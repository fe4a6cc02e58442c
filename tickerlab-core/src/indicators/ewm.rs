//! Exponentially weighted mean with span semantics.
//!
//! `alpha = 2 / (span + 1)`, recursive form (the non-adjusted definition):
//! `m[t] = alpha * x[t] + (1 - alpha) * m[t-1]`, seeded at the first finite
//! value. Leading NaNs produce NaN outputs; a NaN after the seed carries the
//! previous mean forward without updating it.

/// Exponentially weighted mean of `values` with the given span.
pub fn ewm_mean(values: &[f64], span: usize) -> Vec<f64> {
    let n = values.len();
    let mut out = vec![f64::NAN; n];
    if span == 0 || n == 0 {
        return out;
    }
    let alpha = 2.0 / (span as f64 + 1.0);

    let Some(seed_idx) = values.iter().position(|v| !v.is_nan()) else {
        return out;
    };
    let mut mean = values[seed_idx];
    out[seed_idx] = mean;

    for i in (seed_idx + 1)..n {
        let x = values[i];
        if !x.is_nan() {
            mean = alpha * x + (1.0 - alpha) * mean;
        }
        out[i] = mean;
    }
    out
}

#[cfg(test)]
mod tests {
    use super::*;

    #[test]
    fn seed_is_first_value() {
        let m = ewm_mean(&[10.0, 10.0, 10.0], 3);
        assert_eq!(m, vec![10.0, 10.0, 10.0]);
    }

    #[test]
    fn matches_hand_computed_recursion() {
        // span 3 → alpha 0.5
        let m = ewm_mean(&[2.0, 4.0, 8.0], 3);
        assert!((m[0] - 2.0).abs() < 1e-12);
        assert!((m[1] - 3.0).abs() < 1e-12); // 0.5*4 + 0.5*2
        assert!((m[2] - 5.5).abs() < 1e-12); // 0.5*8 + 0.5*3
    }

    #[test]
    fn leading_nans_are_skipped() {
        let m = ewm_mean(&[f64::NAN, f64::NAN, 4.0, 8.0], 3);
        assert!(m[0].is_nan());
        assert!(m[1].is_nan());
        assert!((m[2] - 4.0).abs() < 1e-12);
        assert!((m[3] - 6.0).abs() < 1e-12);
    }

    #[test]
    fn interior_nan_holds_state() {
        let m = ewm_mean(&[4.0, f64::NAN, 8.0], 3);
        assert!((m[1] - 4.0).abs() < 1e-12);
        assert!((m[2] - 6.0).abs() < 1e-12);
    }
}
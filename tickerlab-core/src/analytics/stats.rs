//! Sample moments. All variance-like quantities use ddof = 1.

/// Arithmetic mean. Empty input yields NaN.
pub fn mean(values: &[f64]) -> f64 {
    if values.is_empty() {
        return f64::NAN;
    }
    values.iter().sum::<f64>() / values.len() as f64
}

/// Sample variance (ddof = 1). Fewer than two observations yield NaN.
pub fn var_sample(values: &[f64]) -> f64 {
    let n = values.len();
    if n < 2 {
        return f64::NAN;
    }
    let m = mean(values);
    values.iter().map(|v| (v - m) * (v - m)).sum::<f64>() / (n as f64 - 1.0)
}

/// Sample standard deviation (ddof = 1).
pub fn std_sample(values: &[f64]) -> f64 {
    var_sample(values).sqrt()
}

/// Sample covariance (ddof = 1) of two equal-length series.
pub fn cov_sample(x: &[f64], y: &[f64]) -> f64 {
    let n = x.len();
    debug_assert_eq!(n, y.len());
    if n < 2 {
        return f64::NAN;
    }
    let mx = mean(x);
    let my = mean(y);
    x.iter()
        .zip(y)
        .map(|(a, b)| (a - mx) * (b - my))
        .sum::<f64>()
        / (n as f64 - 1.0)
}
fn dataframe_to_options(df: &DataFrame) -> Result<Vec<OptionContract>, StoreError> {
    let get_f64 = |name: &str| -> Result<Vec<f64>, StoreError> {
        let ca = df
            .column(name)
            .map_err(|e| StoreError::Schema(format!("missing column '{name}': {e}")))?
            .f64()
            .map_err(|e| StoreError::Schema(format!("column '{name}': {e}")))?;
        Ok(ca.into_iter().map(|v| v.unwrap_or(f64::NAN)).collect())
    };

    let exp_ca = df
        .column("expiration")
        .map_err(|e| StoreError::Schema(format!("missing column 'expiration': {e}")))?
        .date()
        .map_err(|e| StoreError::Schema(format!("column 'expiration': {e}")))?;
    let kind_ca = df
        .column("kind")
        .map_err(|e| StoreError::Schema(format!("missing column 'kind': {e}")))?
        .str()
        .map_err(|e| StoreError::Schema(format!("column 'kind': {e}")))?;

    let strikes = get_f64("strike")?;
    let lasts = get_f64("last_price")?;
    let bids = get_f64("bid")?;
    let asks = get_f64("ask")?;
    let volumes = get_f64("volume")?;
    let open_interest = get_f64("open_interest")?;
    let ivs = get_f64("implied_volatility")?;

    let epoch = NaiveDate::from_ymd_opt(1970, 1, 1).unwrap();
    let n = df.height();
    let mut contracts = Vec::with_capacity(n);
    for i in 0..n {
        let days = exp_ca
            .get(i)
            .ok_or_else(|| StoreError::Schema(format!("null expiration at row {i}")))?;
        let kind = match kind_ca.get(i) {
            Some("call") => OptionKind::Call,
            Some("put") => OptionKind::Put,
            other => {
                return Err(StoreError::Schema(format!(
                    "unexpected option kind {other:?} at row {i}"
                )))
            }
        };
        contracts.push(OptionContract {
            expiration: epoch + chrono::Duration::days(days as i64),
            kind,
            strike: strikes[i],
            last_price: lasts[i],
            bid: bids[i],
            ask: asks[i],
            volume: volumes[i],
            open_interest: open_interest[i],
            implied_volatility: ivs[i],
        });
    }
    Ok(contracts)
}
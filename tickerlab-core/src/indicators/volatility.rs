//! Realized volatility: rolling sample standard deviation of simple returns.

use super::returns::simple_returns;
use super::rolling::rolling_std;

/// Rolling std of period returns. The first `window` outputs are NaN (one
/// row lost to the return computation, `window - 1` to the rolling warm-up).
pub fn volatility(close: &[f64], window: usize) -> Vec<f64> {
    rolling_std(&simple_returns(close), window)
}
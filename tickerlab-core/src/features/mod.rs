//! Feature pipeline: per-instrument indicator runs merged into one table.

pub mod builder;
pub mod merge;

pub use builder::build_features;
pub use merge::{merge_outer, FeatureError, FeatureFrame, FeatureSeries};

use serde::{Deserialize, Serialize};

/// Which indicators to run, and with which parameters.
///
/// An empty parameter list disables that indicator family.
#[derive(Debug, Clone, PartialEq, Serialize, Deserialize)]
#[serde(default)]
pub struct FeatureConfig {
    pub returns: bool,
    pub log_returns: bool,
    pub ma_windows: Vec<usize>,
    pub bb_windows: Vec<usize>,
    pub rsi_windows: Vec<usize>,
    pub macd_params: Vec<(usize, usize, usize)>,
    pub vol_windows: Vec<usize>,
    pub atr_windows: Vec<usize>,
}

impl Default for FeatureConfig {
    fn default() -> Self {
        Self {
            returns: true,
            log_returns: true,
            ma_windows: vec![5, 20, 50],
            bb_windows: vec![20],
            rsi_windows: vec![14],
            macd_params: vec![(12, 26, 9)],
            vol_windows: vec![10],
            atr_windows: vec![14],
        }
    }
}
//! MACD: fast EWM minus slow EWM, plus a signal line.

use super::ewm::ewm_mean;

/// MACD line and signal line for (fast, slow, signal) spans.
pub fn macd(close: &[f64], fast: usize, slow: usize, signal: usize) -> (Vec<f64>, Vec<f64>) {
    let ema_fast = ewm_mean(close, fast);
    let ema_slow = ewm_mean(close, slow);
    let line: Vec<f64> = ema_fast
        .iter()
        .zip(&ema_slow)
        .map(|(f, s)| f - s)
        .collect();
    let signal_line = ewm_mean(&line, signal);
    (line, signal_line)
}
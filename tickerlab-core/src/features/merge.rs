//! Outer-join merge of indicator series onto one timestamp axis.
//!
//! The merge is a single pass: one ordered map over the union of timestamps,
//! then column projection. Indicators with long warm-ups never truncate the
//! axis of indicators with short ones — absent rows are simply `None`.

use chrono::NaiveDateTime;
use std::collections::BTreeMap;
use std::fs;
use std::path::{Path, PathBuf};
use thiserror::Error;

#[derive(Debug, Error)]
pub enum FeatureError {
    #[error("feature I/O error: {0}")]
    Io(String),

    #[error("csv error: {0}")]
    Csv(String),
}

/// One named indicator output: (timestamp, value) points. `None` marks a
/// warm-up row the indicator could not produce.
#[derive(Debug, Clone)]
pub struct FeatureSeries {
    pub name: String,
    pub points: Vec<(NaiveDateTime, Option<f64>)>,
}

impl FeatureSeries {
    /// Wrap a dense indicator output aligned to a timestamp axis, turning
    /// NaN warm-ups into `None`.
    pub fn from_dense(name: impl Into<String>, axis: &[NaiveDateTime], values: &[f64]) -> Self {
        debug_assert_eq!(axis.len(), values.len());
        Self {
            name: name.into(),
            points: axis
                .iter()
                .zip(values)
                .map(|(ts, v)| (*ts, if v.is_nan() { None } else { Some(*v) }))
                .collect(),
        }
    }
}

/// Merged per-instrument feature table: the union timestamp axis plus one
/// sparse column per indicator output, plus the instrument identifier.
#[derive(Debug, Clone)]
pub struct FeatureFrame {
    pub symbol: String,
    pub dates: Vec<NaiveDateTime>,
    pub columns: Vec<(String, Vec<Option<f64>>)>,
}

impl FeatureFrame {
    pub fn height(&self) -> usize {
        self.dates.len()
    }

    /// Column values by name.
    pub fn column(&self, name: &str) -> Option<&[Option<f64>]> {
        self.columns
            .iter()
            .find(|(n, _)| n == name)
            .map(|(_, v)| v.as_slice())
    }

    /// Write `{SYMBOL}_features.csv` into `dir` (full overwrite).
    /// Unset values become empty fields.
    pub fn write_csv(&self, dir: &Path) -> Result<PathBuf, FeatureError> {
        fs::create_dir_all(dir).map_err(|e| FeatureError::Io(e.to_string()))?;
        let path = dir.join(format!("{}_features.csv", self.symbol));
        let mut writer =
            csv::Writer::from_path(&path).map_err(|e| FeatureError::Csv(e.to_string()))?;

        let mut header = vec!["date".to_string()];
        header.extend(self.columns.iter().map(|(n, _)| n.clone()));
        header.push("symbol".to_string());
        writer
            .write_record(&header)
            .map_err(|e| FeatureError::Csv(e.to_string()))?;

        for (row, ts) in self.dates.iter().enumerate() {
            let mut record = vec![ts.format("%Y-%m-%d %H:%M:%S").to_string()];
            for (_, values) in &self.columns {
                record.push(match values[row] {
                    Some(v) => v.to_string(),
                    None => String::new(),
                });
            }
            record.push(self.symbol.clone());
            writer
                .write_record(&record)
                .map_err(|e| FeatureError::Csv(e.to_string()))?;
        }
        writer.flush().map_err(|e| FeatureError::Io(e.to_string()))?;
        Ok(path)
    }
}

/// Full outer join of all series on the timestamp axis.
pub fn merge_outer(symbol: impl Into<String>, series: Vec<FeatureSeries>) -> FeatureFrame {
    // Pass 1: union axis with row numbering
    let mut row_of: BTreeMap<NaiveDateTime, usize> = BTreeMap::new();
    for s in &series {
        for (ts, _) in &s.points {
            let next = row_of.len();
            row_of.entry(*ts).or_insert(next);
        }
    }
    // BTreeMap iterates sorted; renumber rows in chronological order.
    let dates: Vec<NaiveDateTime> = row_of.keys().copied().collect();
    for (row, ts) in dates.iter().enumerate() {
        *row_of.get_mut(ts).unwrap() = row;
    }

    // Pass 2: project columns
    let height = dates.len();
    let columns = series
        .into_iter()
        .map(|s| {
            let mut col = vec![None; height];
            for (ts, v) in s.points {
                col[row_of[&ts]] = v;
            }
            (s.name, col)
        })
        .collect();

    FeatureFrame {
        symbol: symbol.into(),
        dates,
        columns,
    }
}
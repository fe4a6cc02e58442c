//! Simple and log period-over-period returns.

/// Simple returns: `r[t] = close[t] / close[t-1] - 1`. First element is NaN.
pub fn simple_returns(close: &[f64]) -> Vec<f64> {
    let n = close.len();
    let mut out = vec![f64::NAN; n];
    for i in 1..n {
        let prev = close[i - 1];
        let curr = close[i];
        if prev.is_nan() || curr.is_nan() || prev == 0.0 {
            continue;
        }
        out[i] = curr / prev - 1.0;
    }
    out
}

/// Log returns: `r[t] = ln(close[t] / close[t-1])`. First element is NaN.
pub fn log_returns(close: &[f64]) -> Vec<f64> {
    let n = close.len();
    let mut out = vec![f64::NAN; n];
    for i in 1..n {
        let prev = close[i - 1];
        let curr = close[i];
        if prev.is_nan() || curr.is_nan() || prev <= 0.0 || curr <= 0.0 {
            continue;
        }
        out[i] = (curr / prev).ln();
    }
    out
}
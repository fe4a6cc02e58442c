//! CSV import provider.
//!
//! Reads per-symbol CSV files from a directory: `{dir}/{SYMBOL}.csv` with
//! columns `date,open,high,low,close,volume[,adj_close]`. This is the
//! offline source shipped with the repository; remote retrieval is an
//! external collaborator consumed through the same trait.

use super::provider::{MarketDataProvider, ProviderError};
use crate::domain::{canonical_symbol, Bar, Interval, OptionContract};
use chrono::{NaiveDate, NaiveDateTime};
use std::collections::BTreeMap;
use std::path::PathBuf;
use tracing::debug;

/// Provider backed by a directory of per-symbol CSV files.
pub struct CsvProvider {
    dir: PathBuf,
}

impl CsvProvider {
    pub fn new(dir: impl Into<PathBuf>) -> Self {
        Self { dir: dir.into() }
    }

    fn symbol_path(&self, symbol: &str) -> PathBuf {
        self.dir.join(format!("{symbol}.csv"))
    }

    fn read_symbol(
        &self,
        symbol: &str,
        start: NaiveDateTime,
        end: NaiveDateTime,
    ) -> Result<Vec<Bar>, ProviderError> {
        let path = self.symbol_path(symbol);
        let mut reader = csv::Reader::from_path(&path)
            .map_err(|e| ProviderError::Io(format!("{}: {e}", path.display())))?;

        let headers = reader
            .headers()
            .map_err(|e| ProviderError::ResponseFormatChanged(e.to_string()))?
            .clone();
        let col = |name: &str| -> Option<usize> {
            headers.iter().position(|h| h.eq_ignore_ascii_case(name))
        };

        let date_idx = col("date")
            .ok_or_else(|| ProviderError::ResponseFormatChanged("missing 'date' column".into()))?;
        let mut required = |name: &str| -> Result<usize, ProviderError> {
            col(name).ok_or_else(|| {
                ProviderError::ResponseFormatChanged(format!("missing '{name}' column"))
            })
        };
        let open_idx = required("open")?;
        let high_idx = required("high")?;
        let low_idx = required("low")?;
        let close_idx = required("close")?;
        let volume_idx = required("volume")?;
        let adj_idx = col("adj_close");

        let mut bars = Vec::new();
        for record in reader.records() {
            let record =
                record.map_err(|e| ProviderError::ResponseFormatChanged(e.to_string()))?;
            let ts = parse_timestamp(&record[date_idx])?;
            if ts < start || ts > end {
                continue;
            }
            bars.push(Bar {
                ts,
                open: parse_field(&record[open_idx]),
                high: parse_field(&record[high_idx]),
                low: parse_field(&record[low_idx]),
                close: parse_field(&record[close_idx]),
                volume: parse_field(&record[volume_idx]),
                adj_close: adj_idx.and_then(|i| record[i].parse::<f64>().ok()),
            });
        }
        Ok(bars)
    }
}

/// Accepts `YYYY-MM-DD HH:MM:SS` or a bare `YYYY-MM-DD` (midnight).
fn parse_timestamp(raw: &str) -> Result<NaiveDateTime, ProviderError> {
    if let Ok(ts) = NaiveDateTime::parse_from_str(raw, "%Y-%m-%d %H:%M:%S") {
        return Ok(ts);
    }
    NaiveDate::parse_from_str(raw, "%Y-%m-%d")
        .map(|d| d.and_hms_opt(0, 0, 0).unwrap())
        .map_err(|_| ProviderError::ResponseFormatChanged(format!("unparseable date '{raw}'")))
}

/// Empty or malformed numeric fields become NaN; the cleaning pass deals
/// with them downstream.
fn parse_field(raw: &str) -> f64 {
    raw.trim().parse::<f64>().unwrap_or(f64::NAN)
}

impl MarketDataProvider for CsvProvider {
    fn name(&self) -> &str {
        "csv-import"
    }

    fn fetch_bars(
        &self,
        symbols: &[String],
        start: NaiveDateTime,
        end: NaiveDateTime,
        _interval: Interval,
    ) -> Result<BTreeMap<String, Vec<Bar>>, ProviderError> {
        let mut out = BTreeMap::new();
        for symbol in symbols {
            let symbol = canonical_symbol(symbol);
            if !self.symbol_path(&symbol).exists() {
                // Unknown symbols are omitted, never a batch failure.
                debug!(%symbol, "no CSV file for symbol, omitting from batch");
                continue;
            }
            let bars = self.read_symbol(&symbol, start, end)?;
            out.insert(symbol, bars);
        }
        Ok(out)
    }

    fn fetch_option_chain(&self, _symbol: &str) -> Result<Vec<OptionContract>, ProviderError> {
        Err(ProviderError::OptionsUnsupported {
            provider: self.name().to_string(),
        })
    }
}
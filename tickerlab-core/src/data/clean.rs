//! Post-fetch normalization.
//!
//! Provider output is sorted ascending, deduplicated by timestamp (the later
//! occurrence wins), and optionally gap-filled: interior NaNs are linearly
//! interpolated in time, trailing NaNs hold the last observed value, and
//! leading NaNs are back-filled from the first observed value.

use crate::domain::Bar;

/// Clean a freshly fetched bar series.
pub fn clean_bars(mut bars: Vec<Bar>, fill_missing: bool) -> Vec<Bar> {
    bars.sort_by_key(|b| b.ts);

    let mut out: Vec<Bar> = Vec::with_capacity(bars.len());
    for bar in bars {
        match out.last_mut() {
            Some(last) if last.ts == bar.ts => *last = bar,
            _ => out.push(bar),
        }
    }

    if fill_missing {
        fill_gaps(&mut out);
    }
    out
}

fn fill_gaps(bars: &mut [Bar]) {
    if bars.is_empty() {
        return;
    }
    let ts: Vec<f64> = bars
        .iter()
        .map(|b| b.ts.and_utc().timestamp_millis() as f64)
        .collect();

    let mut column = |get: fn(&Bar) -> f64, set: fn(&mut Bar, f64)| {
        let mut vals: Vec<f64> = bars.iter().map(get).collect();
        interpolate_in_time(&ts, &mut vals);
        for (bar, v) in bars.iter_mut().zip(vals) {
            set(bar, v);
        }
    };

    column(|b| b.open, |b, v| b.open = v);
    column(|b| b.high, |b, v| b.high = v);
    column(|b| b.low, |b, v| b.low = v);
    column(|b| b.close, |b, v| b.close = v);
    column(|b| b.volume, |b, v| b.volume = v);

    // adj_close only when the series carries it at all
    if bars.iter().any(|b| b.adj_close.is_some()) {
        let mut vals: Vec<f64> = bars
            .iter()
            .map(|b| b.adj_close.unwrap_or(f64::NAN))
            .collect();
        interpolate_in_time(&ts, &mut vals);
        for (bar, v) in bars.iter_mut().zip(vals) {
            bar.adj_close = if v.is_nan() { None } else { Some(v) };
        }
    }
}

/// Time-weighted linear interpolation of interior NaN runs, forward-fill of
/// trailing NaNs, back-fill of leading NaNs. All-NaN input is left as is.
fn interpolate_in_time(ts: &[f64], vals: &mut [f64]) {
    let n = vals.len();
    let Some(first_valid) = vals.iter().position(|v| !v.is_nan()) else {
        return;
    };
    let last_valid = n - 1 - vals.iter().rev().position(|v| !v.is_nan()).unwrap();

    // Leading: back-fill
    let first_val = vals[first_valid];
    for v in vals.iter_mut().take(first_valid) {
        *v = first_val;
    }
    // Trailing: hold last
    let last_val = vals[last_valid];
    for v in vals.iter_mut().skip(last_valid + 1) {
        *v = last_val;
    }

    // Interior runs: linear in timestamp space
    let mut prev_valid = first_valid;
    for i in (first_valid + 1)..=last_valid {
        if vals[i].is_nan() {
            continue;
        }
        if i > prev_valid + 1 {
            let (t0, v0) = (ts[prev_valid], vals[prev_valid]);
            let (t1, v1) = (ts[i], vals[i]);
            let span = t1 - t0;
            for j in (prev_valid + 1)..i {
                let w = if span == 0.0 { 0.0 } else { (ts[j] - t0) / span };
                vals[j] = v0 + w * (v1 - v0);
            }
        }
        prev_valid = i;
    }
}

#[cfg(test)]
mod tests {
    use super::*;
    use chrono::NaiveDate;

    fn bar(d: u32, close: f64) -> Bar {
        Bar {
            ts: NaiveDate::from_ymd_opt(2024, 1, d)
                .unwrap()
                .and_hms_opt(0, 0, 0)
                .unwrap(),
            open: close,
            high: close,
            low: close,
            close,
            volume: 100.0,
            adj_close: None,
        }
    }

    #[test]
    fn sorts_and_dedupes_keep_last() {
        let mut dup = bar(2, 50.0);
        dup.volume = 1.0;
        let cleaned = clean_bars(vec![bar(3, 103.0), bar(2, 102.0), dup.clone()], false);
        assert_eq!(cleaned.len(), 2);
        assert_eq!(cleaned[0], dup);
        assert_eq!(cleaned[1].close, 103.0);
    }

    #[test]
    fn interpolates_interior_gap_linearly() {
        let mut middle = bar(3, f64::NAN);
        middle.open = f64::NAN;
        middle.high = f64::NAN;
        middle.low = f64::NAN;
        middle.volume = f64::NAN;
        // Days 2 and 4 are two days apart, so day 3 lands halfway.
        let cleaned = clean_bars(vec![bar(2, 100.0), middle, bar(4, 104.0)], true);
        assert_eq!(cleaned[1].close, 102.0);
        assert_eq!(cleaned[1].volume, 100.0);
    }

    #[test]
    fn backfills_leading_and_holds_trailing() {
        let mut first = bar(2, f64::NAN);
        first.open = f64::NAN;
        first.high = f64::NAN;
        first.low = f64::NAN;
        first.volume = f64::NAN;
        let mut last = first.clone();
        last.ts = bar(5, 0.0).ts;
        let cleaned = clean_bars(vec![first, bar(3, 100.0), bar(4, 101.0), last], true);
        assert_eq!(cleaned[0].close, 100.0);
        assert_eq!(cleaned[3].close, 101.0);
    }

    #[test]
    fn fill_disabled_leaves_nans() {
        let mut middle = bar(3, f64::NAN);
        middle.open = f64::NAN;
        let cleaned = clean_bars(vec![bar(2, 100.0), middle, bar(4, 104.0)], false);
        assert!(cleaned[1].close.is_nan());
    }
}
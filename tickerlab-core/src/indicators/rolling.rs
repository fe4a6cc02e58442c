//! Rolling mean and rolling sample standard deviation.
//!
//! Minimum periods equal the window: the first `window - 1` outputs are NaN,
//! and any window containing a NaN yields NaN.

/// Simple rolling mean over `window` observations.
pub fn rolling_mean(values: &[f64], window: usize) -> Vec<f64> {
    let n = values.len();
    let mut out = vec![f64::NAN; n];
    if window == 0 || n < window {
        return out;
    }
    for i in (window - 1)..n {
        let slice = &values[i + 1 - window..=i];
        if slice.iter().any(|v| v.is_nan()) {
            continue;
        }
        out[i] = slice.iter().sum::<f64>() / window as f64;
    }
    out
}

/// Rolling sample standard deviation (ddof = 1) over `window` observations.
/// A window of 1 has no sample variance and yields NaN throughout.
pub fn rolling_std(values: &[f64], window: usize) -> Vec<f64> {
    let n = values.len();
    let mut out = vec![f64::NAN; n];
    if window < 2 || n < window {
        return out;
    }
    for i in (window - 1)..n {
        let slice = &values[i + 1 - window..=i];
        if slice.iter().any(|v| v.is_nan()) {
            continue;
        }
        let mean = slice.iter().sum::<f64>() / window as f64;
        let ss: f64 = slice.iter().map(|v| (v - mean) * (v - mean)).sum();
        out[i] = (ss / (window as f64 - 1.0)).sqrt();
    }
    out
}
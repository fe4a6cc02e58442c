//! Domain types: bars, sampling intervals, option contracts.

pub mod bar;
pub mod interval;
pub mod options;

pub use bar::Bar;
pub use interval::Interval;
pub use options::{OptionContract, OptionKind};

/// Canonical form of an instrument symbol: upper-cased, trimmed.
///
/// The store and the sync orchestrator key everything by this form so that
/// "aapl" and "AAPL" never produce two partitions.
pub fn canonical_symbol(symbol: &str) -> String {
    symbol.trim().to_ascii_uppercase()
}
════════
• _Work request_:
Could you give the number of lines in the data above that contain the string "volumes", with no other words?

• _Solved exercise_:
2